(KTSF by Jessie Liang)
San Francisco, CA – The City of San Francisco is facing a $300 million deficit in the fiscal year 2011 -12. The Department of Public Works (DPW) which manages the City’s street trees has also cut $600,000 from next year’s budget. That amounts to a decrease of one-third.
To balance the budget, one solution for DPW is to transfer maintenance of approximately 24,000 street trees to property owners over a seven year period. That means home owners will have to take responsibility for pruning trees, caring for them when they’re sick or damaged, and paying for sidewalk repair caused by root damage.
The Executive Director of the nonprofit organization Friends of the Urban Forest (FUF), Dan Flanagan says, “Since the trees are in the public right way, they have responsibility but they don’t have the right to cut it down.”
The FUF has been working with DPW for 30 years but thinks the City’s tree policy is ironic. The FUF disagrees with the City’s new solution for street trees saying that although property owners have insurance to pay the costs, the maintenance responsibility for street trees should be taken by the City as well. “We think the cost should be spread out among all the City’s taxpayers because in the end, everyone is getting the benefit from the trees and not just rely on the home owner,” said Flanagan.

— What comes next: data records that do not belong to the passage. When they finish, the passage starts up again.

//! Lightweight simulation state for tree search.
//!
//! Hands are `Rc`-shared: applying a move replaces only the mover's hand, so
//! cloning a node's state costs four reference bumps.

use guandan_core::belief::CardTracker;
use guandan_core::game::GameState;
use guandan_core::model::card::Card;
use guandan_core::model::deck::Deck;
use guandan_core::model::legal::{beating_plays, legal_plays};
use guandan_core::model::play::Play;
use guandan_core::model::player::{SEATS, Seat, Team};
use guandan_core::model::trump::TrumpContext;
use rand::Rng;
use rand::seq::SliceRandom;
use std::array;
use std::rc::Rc;

#[derive(Debug, Clone, PartialEq, Eq)]
pub enum SimMove {
    Play(Play),
    Pass,
}

#[derive(Debug, Clone)]
pub struct SimState {
    hands: [Rc<Vec<Card>>; SEATS],
    trump: TrumpContext,
    current: Seat,
    last_play: Option<Rc<Play>>,
    last_player: Option<Seat>,
    finished: Option<Team>,
}

impl SimState {
    pub fn new(hands: [Vec<Card>; SEATS], trump: TrumpContext, current: Seat) -> Self {
        let finished = Seat::LOOP
            .iter()
            .find(|seat| hands[seat.index()].is_empty())
            .map(|seat| seat.team());
        Self {
            hands: hands.map(Rc::new),
            trump,
            current,
            last_play: None,
            last_player: None,
            finished,
        }
    }

    /// Fills the hidden hands by sampling unseen cards from the tracker's beliefs.
    ///
    /// `seat`'s own hand is taken from `state`; other seats keep their real sizes.
    pub fn determinize<R: Rng + ?Sized>(
        state: &GameState,
        seat: Seat,
        tracker: Option<&CardTracker>,
        rng: &mut R,
    ) -> Self {
        let sizes = state.hand_sizes();
        let own: Vec<Card> = state.hand(seat).cards().to_vec();
        let mut unseen: Vec<Card> = match tracker {
            Some(tracker) => tracker.unseen_cards().collect(),
            None => {
                let played: Vec<Card> = state.played_cards().copied().collect();
                Deck::standard()
                    .cards()
                    .iter()
                    .copied()
                    .filter(|card| !own.contains(card) && !played.contains(card))
                    .collect()
            }
        };
        unseen.shuffle(rng);

        let mut hands: [Vec<Card>; SEATS] = array::from_fn(|_| Vec::new());
        hands[seat.index()] = own;
        let mut capacity: [usize; SEATS] = sizes;
        capacity[seat.index()] = 0;

        for card in unseen {
            let weights: Vec<(Seat, f32)> = Seat::LOOP
                .iter()
                .filter(|s| capacity[s.index()] > 0)
                .map(|s| {
                    let weight = tracker
                        .map(|t| t.probability(*s, card.id))
                        .unwrap_or(1.0)
                        .max(0.01);
                    (*s, weight)
                })
                .collect();
            if weights.is_empty() {
                break;
            }
            let total: f32 = weights.iter().map(|(_, w)| *w).sum();
            let mut roll = rng.gen_range(0.0..total);
            let mut chosen = weights[weights.len() - 1].0;
            for (candidate, weight) in &weights {
                if roll < *weight {
                    chosen = *candidate;
                    break;
                }
                roll -= weight;
            }
            hands[chosen.index()].push(card);
            capacity[chosen.index()] -= 1;
        }

        let mut sim = Self::new(hands, state.trump, state.current_player);
        sim.last_play = state.last_play.clone().map(Rc::new);
        sim.last_player = state.last_play_player;
        sim
    }

    pub fn current(&self) -> Seat {
        self.current
    }

    pub fn hand(&self, seat: Seat) -> &[Card] {
        &self.hands[seat.index()]
    }

    pub fn trump(&self) -> TrumpContext {
        self.trump
    }

    pub fn finished(&self) -> Option<Team> {
        self.finished
    }

    pub fn is_terminal(&self) -> bool {
        self.finished.is_some()
    }

    pub fn last_play(&self) -> Option<&Play> {
        self.last_play.as_deref()
    }

    /// Moves available to the current seat; passing is offered whenever a lead exists.
    pub fn legal_moves(&self) -> Vec<SimMove> {
        if self.is_terminal() {
            return Vec::new();
        }
        let hand = self.hand(self.current);
        match self.last_play() {
            None => legal_plays(hand, self.trump)
                .into_iter()
                .map(SimMove::Play)
                .collect(),
            Some(last) => {
                let mut moves: Vec<SimMove> = beating_plays(hand, last)
                    .into_iter()
                    .map(SimMove::Play)
                    .collect();
                moves.push(SimMove::Pass);
                moves
            }
        }
    }

    /// Applies one move; the lead clears when the turn returns to whoever played it.
    ///
    /// Tree expansion and rollouts both step through here, matching the live game.
    pub fn apply(&self, mv: &SimMove) -> SimState {
        let mut next = self.clone();
        let seat = self.current;
        if let SimMove::Play(play) = mv {
            let remaining: Vec<Card> = self
                .hand(seat)
                .iter()
                .copied()
                .filter(|card| !play.cards().iter().any(|p| p.id == card.id))
                .collect();
            if remaining.is_empty() {
                next.finished = Some(seat.team());
            }
            next.hands[seat.index()] = Rc::new(remaining);
            next.last_play = Some(Rc::new(play.clone()));
            next.last_player = Some(seat);
        }
        next.current = seat.next();
        if next.last_player == Some(next.current) {
            next.last_play = None;
            next.last_player = None;
        }
        next
    }

    /// Rollout policy: followers take the lowest beating play, leaders a random legal one.
    pub fn rollout_move<R: Rng + ?Sized>(&self, rng: &mut R) -> Option<SimMove> {
        if self.is_terminal() {
            return None;
        }
        let hand = self.hand(self.current);
        match self.last_play() {
            Some(last) => Some(
                beating_plays(hand, last)
                    .into_iter()
                    .next()
                    .map_or(SimMove::Pass, SimMove::Play),
            ),
            None => legal_plays(hand, self.trump)
                .choose(rng)
                .cloned()
                .map(SimMove::Play),
        }
    }
}

#[cfg(test)]
mod tests {
    use super::{SimMove, SimState};
    use guandan_core::belief::CardTracker;
    use guandan_core::game::GameState;
    use guandan_core::model::deck::Deck;
    use guandan_core::model::player::Seat;
    use guandan_core::model::rank::Rank;
    use guandan_core::model::suit::Suit;
    use guandan_core::model::trump::TrumpContext;
    use rand::SeedableRng;
    use rand::rngs::SmallRng;
    use std::rc::Rc;

    const TRUMP: TrumpContext = TrumpContext::new(Rank::Two, Suit::Hearts);

    #[test]
    fn determinized_hands_keep_sizes_and_own_cards() {
        let state = GameState::from_hands(Deck::shuffled_with_seed(12).deal(), TRUMP, Seat(0));
        let tracker = CardTracker::new(&state, Seat(0));
        let mut rng = SmallRng::seed_from_u64(1);
        let sim = SimState::determinize(&state, Seat(0), Some(&tracker), &mut rng);
        for seat in Seat::LOOP {
            assert_eq!(sim.hand(seat).len(), 27);
        }
        assert_eq!(sim.hand(Seat(0)), state.hand(Seat(0)).cards());
    }

    #[test]
    fn apply_shares_untouched_hands() {
        let state = GameState::from_hands(Deck::shuffled_with_seed(13).deal(), TRUMP, Seat(0));
        let mut rng = SmallRng::seed_from_u64(2);
        let sim = SimState::determinize(&state, Seat(0), None, &mut rng);
        let moves = sim.legal_moves();
        assert!(!moves.contains(&SimMove::Pass));
        let next = sim.apply(&moves[0]);
        assert!(Rc::ptr_eq(&sim.hands[2], &next.hands[2]));
        assert!(next.hand(Seat(0)).len() < 27);
        assert_eq!(next.current(), Seat(1));
        assert!(next.legal_moves().contains(&SimMove::Pass));
    }

    #[test]
    fn lead_clears_after_everyone_passes() {
        let state = GameState::from_hands(Deck::shuffled_with_seed(14).deal(), TRUMP, Seat(0));
        let mut rng = SmallRng::seed_from_u64(3);
        let mut sim = SimState::determinize(&state, Seat(0), None, &mut rng);
        let lead = sim.legal_moves().remove(0);
        sim = sim.apply(&lead);
        for _ in 0..3 {
            sim = sim.apply(&SimMove::Pass);
        }
        assert_eq!(sim.current(), Seat(0));
        assert!(sim.last_play().is_none());
    }
}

A woman says, “It’s good for the environment. Trees are good for people as well, so I’m fine with it. (Are you willing to pay the maintenance costs?) Pay the bill? Because I’m not in good financial status, and have to see how much I should pay. I would think about it.”
Another woman says, “It’s fine if in front of my property. (How about you paying the cost?) No problem.”
There are an estimated 105,000 street trees in San Francisco. The City planted 25,000 new trees in past five years. In the next seven years, if property owner needs to maintain a street tree, they will receive a written notice from DPW.
Besides San Francisco, The City of San Jose is also planning to have a similar policy for street trees. For now, it’s just being discussed.